Ideas are expressed here about abandoned children, absent parents, nurture versus nature… again, all through the metaphoric lens of horror. To see the abomination that her son has become may be the ultimate cruelty directed at Serena, which is why Gabriel wanted her alive.

Maddie Hasson and Annabelle Wallis in Malignant
Warner Bros. Pictures

Why Gabriel Wanted to Kill Sydney

Partially born but trapped inside his sister’s body, Gabriel is insanely jealous when his consciousness is repressed.

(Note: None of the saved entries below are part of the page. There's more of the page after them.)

use anyhow::{Result, bail};
use log::info;

use crate::{
    model::{EntityStatus, Material, MaterialHint, ShaderKind},
    record::{SceneRecord, StageUpdate},
    stages::StageContext,
};

pub const GENERIC_TEXTURE: &str = "/textures/generic/default_diffuse.png";

struct Preset {
    variant: Option<&'static str>,
    name: &'static str,
    shader: ShaderKind,
    color: [f64; 3],
    roughness: f64,
    metallic: f64,
    subsurface: f64,
    clear_coat: f64,
    texture: &'static str,
    normal: Option<&'static str>,
}

fn preset(
    variant: Option<&'static str>,
    name: &'static str,
    shader: ShaderKind,
    color: [f64; 3],
    roughness: f64,
    texture: &'static str,
) -> Preset {
    Preset {
        variant,
        name,
        shader,
        color,
        roughness,
        metallic: 0.0,
        subsurface: 0.0,
        clear_coat: 0.0,
        texture,
        normal: None,
    }
}

/// Category keyword and its presets; the first preset without a variant is
/// the category default. Categories are tried in order: bookshelf before book,
/// lamp before desk and table.
fn presets() -> Vec<(&'static str, Vec<Preset>)> {
    use ShaderKind::*;
    vec![
        (
            "bookshelf",
            vec![preset(None, "bookshelf_wood", Wood, [0.4, 0.25, 0.15], 0.55, "/textures/wood/pine_diffuse.png")],
        ),
        (
            "book",
            vec![preset(None, "book_covers", Plastic, [0.3, 0.25, 0.4], 0.6, "/textures/misc/book_spines.png")],
        ),
        (
            "lamp",
            vec![
                Preset {
                    subsurface: 0.3,
                    ..preset(Some("shade"), "lamp_shade", Cloth, [0.95, 0.92, 0.85], 0.8, "/textures/fabric/lamp_shade.png")
                },
                Preset {
                    metallic: 0.9,
                    ..preset(None, "lamp_material", Metal, [0.8, 0.75, 0.65], 0.3, "/textures/metal/brushed_metal.png")
                },
            ],
        ),
        (
            "bed",
            vec![
                Preset {
                    subsurface: 0.2,
                    ..preset(Some("white"), "white_bedding", Cloth, [0.98, 0.98, 0.98], 0.9, "/textures/fabric/cotton_white.png")
                },
                Preset {
                    subsurface: 0.15,
                    ..preset(None, "bed_fabric", Cloth, [0.95, 0.95, 0.95], 0.85, "/textures/fabric/linen_diffuse.png")
                },
            ],
        ),
        (
            "desk",
            vec![
                Preset {
                    clear_coat: 0.15,
                    ..preset(Some("wooden"), "oak_wood", Wood, [0.6, 0.4, 0.25], 0.35, "/textures/wood/oak_grain.png")
                },
                Preset {
                    clear_coat: 0.1,
                    normal: Some("/textures/wood/oak_normal.png"),
                    ..preset(None, "desk_wood", Wood, [0.55, 0.35, 0.2], 0.4, "/textures/wood/oak_diffuse.png")
                },
            ],
        ),
        (
            "chair",
            vec![
                Preset {
                    subsurface: 0.05,
                    ..preset(Some("leather"), "leather_chair", Cloth, [0.15, 0.1, 0.08], 0.6, "/textures/leather/brown_leather.png")
                },
                preset(None, "chair_material", Wood, [0.45, 0.3, 0.18], 0.5, "/textures/wood/walnut_diffuse.png"),
            ],
        ),
        (
            "plant",
            vec![Preset {
                subsurface: 0.4,
                ..preset(None, "plant_leaves", Cloth, [0.2, 0.45, 0.15], 0.7, "/textures/nature/leaves_diffuse.png")
            }],
        ),
        (
            "rug",
            vec![Preset {
                subsurface: 0.1,
                ..preset(None, "rug_fabric", Cloth, [0.6, 0.55, 0.5], 0.95, "/textures/fabric/rug_pattern.png")
            }],
        ),
        (
            "curtain",
            vec![Preset {
                subsurface: 0.25,
                ..preset(None, "curtain_fabric", Cloth, [0.9, 0.88, 0.82], 0.85, "/textures/fabric/sheer_curtain.png")
            }],
        ),
        (
            "sofa",
            vec![
                Preset {
                    subsurface: 0.05,
                    ..preset(Some("leather"), "leather_sofa", Cloth, [0.2, 0.12, 0.08], 0.55, "/textures/leather/brown_leather.png")
                },
                Preset {
                    subsurface: 0.1,
                    ..preset(None, "sofa_fabric", Cloth, [0.45, 0.5, 0.55], 0.85, "/textures/fabric/upholstery.png")
                },
            ],
        ),
        (
            "table",
            vec![
                preset(Some("glass"), "glass_tabletop", Glass, [0.9, 0.95, 0.95], 0.05, "/textures/glass/clear_glass.png"),
                Preset {
                    clear_coat: 0.2,
                    ..preset(None, "table_wood", Wood, [0.5, 0.33, 0.2], 0.4, "/textures/wood/walnut_diffuse.png")
                },
            ],
        ),
        (
            "window",
            vec![preset(None, "window_glass", Glass, [0.85, 0.9, 0.92], 0.02, "/textures/glass/window_frame.png")],
        ),
        (
            "mirror",
            vec![Preset {
                metallic: 1.0,
                ..preset(None, "mirror_silver", Metal, [0.9, 0.9, 0.9], 0.02, "/textures/metal/mirror_frame.png")
            }],
        ),
        (
            "vase",
            vec![
                preset(Some("glass"), "glass_vase", Glass, [0.8, 0.88, 0.9], 0.05, "/textures/glass/tinted_glass.png"),
                Preset {
                    subsurface: 0.05,
                    ..preset(None, "ceramic_vase", Plastic, [0.85, 0.8, 0.72], 0.45, "/textures/ceramic/glazed_diffuse.png")
                },
            ],
        ),
    ]
}

impl Preset {
    fn material(&self) -> Material {
        Material {
            name: self.name.to_string(),
            shader: self.shader,
            base_color: [self.color[0], self.color[1], self.color[2], 1.0],
            roughness: self.roughness,
            metallic: self.metallic,
            subsurface: self.subsurface,
            clear_coat: self.clear_coat,
            texture_map: Some(self.texture.to_string()),
            normal_map: self.normal.map(str::to_string),
            roughness_map: None,
        }
    }
}

pub fn texture(_ctx: &StageContext<'_>, record: &SceneRecord) -> Result<StageUpdate> {
    if record.entities.is_empty() {
        bail!("no entities to texture");
    }
    let mood = record.plan.as_ref().map_or("neutral", |p| p.mood.as_str());
    info!("[texturer] applying materials for '{mood}' mood");

    let mut generic = 0usize;
    let entities = record
        .entities
        .iter()
        .map(|e| {
            let hint = record.plan.as_ref().and_then(|p| {
                p.materials
                    .iter()
                    .find(|(name, _)| name.eq_ignore_ascii_case(&e.name))
                    .map(|(_, hint)| hint)
            });
            let material = match hint {
                Some(hint) => from_hint(&e.name, hint),
                None => {
                    let (material, matched) = select_material(&e.name);
                    if !matched {
                        generic += 1;
                    }
                    adjust_for_mood(material, mood)
                }
            };
            let mut e = e.clone();
            e.material = Some(material);
            e.status = EntityStatus::Textured;
            e
        })
        .collect::<Vec<_>>();

    let summary = format!(
        "applied materials to {} entities for '{mood}' mood ({generic} generic)",
        entities.len()
    );
    info!("[texturer] {summary}");
    Ok(StageUpdate {
        entities: Some(entities),
        summary,
        ..StageUpdate::default()
    })
}

/// Preset for an entity name, or the generic material. The flag is false
/// when nothing category-specific matched.
pub fn select_material(name: &str) -> (Material, bool) {
    let lower = name.to_lowercase();
    for (category, variants) in presets() {
        if !lower.contains(category) {
            continue;
        }
        let chosen = variants
            .iter()
            .find(|p| p.variant.is_some_and(|v| lower.contains(v)))
            .or_else(|| variants.iter().find(|p| p.variant.is_none()));
        if let Some(p) = chosen {
            return (p.material(), true);
        }
    }
    (generic_material(name), false)
}

pub fn generic_material(name: &str) -> Material {
    Material {
        name: format!("{}_material", slug(name)),
        shader: ShaderKind::PrincipledBsdf,
        base_color: [0.8, 0.8, 0.8, 1.0],
        roughness: 0.5,
        metallic: 0.0,
        subsurface: 0.0,
        clear_coat: 0.0,
        texture_map: Some(GENERIC_TEXTURE.to_string()),
        normal_map: None,
        roughness_map: None,
    }
}

/// Material built from an explicit style/finish request.
pub fn from_hint(name: &str, hint: &MaterialHint) -> Material {
    let style = hint.style.to_lowercase();
    let finish = if hint.finish.is_empty() {
        "matte".to_string()
    } else {
        hint.finish.to_lowercase()
    };

    const SHADERS: [(&str, ShaderKind); 7] = [
        ("fabric", ShaderKind::Cloth),
        ("wood", ShaderKind::Wood),
        ("metal", ShaderKind::Metal),
        ("glass", ShaderKind::Glass),
        ("plastic", ShaderKind::Plastic),
        ("glossy", ShaderKind::Plastic),
        ("matte", ShaderKind::Cloth),
    ];
    let shader = SHADERS
        .iter()
        .find(|(key, _)| style.contains(key) || finish.contains(key))
        .map_or(ShaderKind::PrincipledBsdf, |(_, s)| *s);

    let roughness = if finish.contains("glossy") || finish.contains("shiny") {
        0.2
    } else if finish.contains("matte") {
        0.8
    } else if finish.contains("satin") {
        0.4
    } else {
        0.5
    };

    let texture = match shader {
        ShaderKind::Cloth => "/textures/fabric/generic_fabric.png",
        ShaderKind::Wood => "/textures/wood/generic_wood.png",
        ShaderKind::Metal => "/textures/metal/generic_metal.png",
        ShaderKind::Glass => "/textures/glass/generic_glass.png",
        ShaderKind::Plastic => "/textures/plastic/generic_plastic.png",
        ShaderKind::PrincipledBsdf => GENERIC_TEXTURE,
    };

    Material {
        name: format!("{}_custom", slug(name)),
        shader,
        base_color: [0.8, 0.8, 0.8, 1.0],
        roughness,
        metallic: if shader == ShaderKind::Metal { 0.9 } else { 0.0 },
        subsurface: 0.0,
        clear_coat: 0.0,
        texture_map: Some(texture.to_string()),
        normal_map: None,
        roughness_map: None,
    }
}

pub fn adjust_for_mood(mut material: Material, mood: &str) -> Material {
    let mood = mood.to_lowercase();
    let c = &mut material.base_color;
    if mood.contains("warm") || mood.contains("cozy") {
        c[0] = (c[0] * 1.05).min(1.0);
        c[2] *= 0.95;
        material.roughness = (material.roughness + 0.05).min(1.0);
    } else if mood.contains("cool") || mood.contains("modern") {
        c[0] *= 0.95;
        c[2] = (c[2] * 1.05).min(1.0);
        material.roughness = (material.roughness - 0.1).max(0.0);
    } else if mood.contains("dramatic") {
        material.roughness = (material.roughness - 0.15).max(0.2);
    }
    material
}

fn slug(name: &str) -> String {
    name.to_lowercase()
        .split(|c: char| !c.is_alphanumeric())
        .filter(|w| !w.is_empty())
        .collect::<Vec<_>>()
        .join("_")
}

#[cfg(test)]
mod tests {
    use super::*;

    #[test]
    fn variant_beats_category_default() {
        let (m, matched) = select_material("White Bed");
        assert!(matched);
        assert_eq!(m.name, "white_bedding");
        let (m, _) = select_material("bed");
        assert_eq!(m.name, "bed_fabric");
    }

    #[test]
    fn category_order() {
        assert_eq!(select_material("bookshelf").0.name, "bookshelf_wood");
        assert_eq!(select_material("books").0.name, "book_covers");
        assert_eq!(select_material("desk lamp").0.name, "lamp_material");
    }

    #[test]
    fn every_material_has_a_texture() {
        for name in ["glass vase", "window", "mirror", "desk lamp", "unknown thing"] {
            let (m, _) = select_material(name);
            assert!(m.texture_map.is_some(), "{name} has no texture");
        }
        let m = from_hint("table", &MaterialHint {
            style: "glass".into(),
            finish: "glossy".into(),
        });
        assert_eq!(m.shader, ShaderKind::Glass);
        assert_eq!(m.roughness, 0.2);
        assert!(m.texture_map.is_some());
    }

    #[test]
    fn unknown_names_get_generic_material() {
        let (m, matched) = select_material("Spaceship");
        assert!(!matched);
        assert_eq!(m.name, "spaceship_material");
        assert_eq!(m.texture_map.as_deref(), Some(GENERIC_TEXTURE));
    }

    #[test]
    fn mood_tints() {
        let base = select_material("bed").0;
        let warm = adjust_for_mood(base.clone(), "Cozy evening");
        assert!(warm.base_color[0] >= base.base_color[0]);
        assert!(warm.base_color[2] < base.base_color[2]);
        assert!((warm.roughness - 0.9).abs() < 1e-9);

        let cool = adjust_for_mood(base.clone(), "modern");
        assert!(cool.base_color[0] < base.base_color[0]);
        assert!((cool.roughness - 0.75).abs() < 1e-9);

        let dramatic = adjust_for_mood(select_material("window").0, "dramatic");
        assert_eq!(dramatic.roughness, 0.2);
    }
}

When Madison is adopted into a normal, loving family, he is further enraged and uses his then-feeble strength to try and turn Madison against her family in deadly ways. And it seems that over the years, he has saved most of his animosity for Sydney.

During the final confrontation in the hospital room, he says as much, telling Sydney (Maddie Hasson) he’s “saved her for last” because Madison “chose you over me.” This is sibling rivalry taken to an extreme, especially since the angry sibling isn’t even a real child in the true sense of the word. But Gabriel’s hatred of Sydney could also be a manifestation of Madison’s own ambivalent feelings about her adopted sibling, who she may feel inferior to because Sydney is their parents’ actual biological child.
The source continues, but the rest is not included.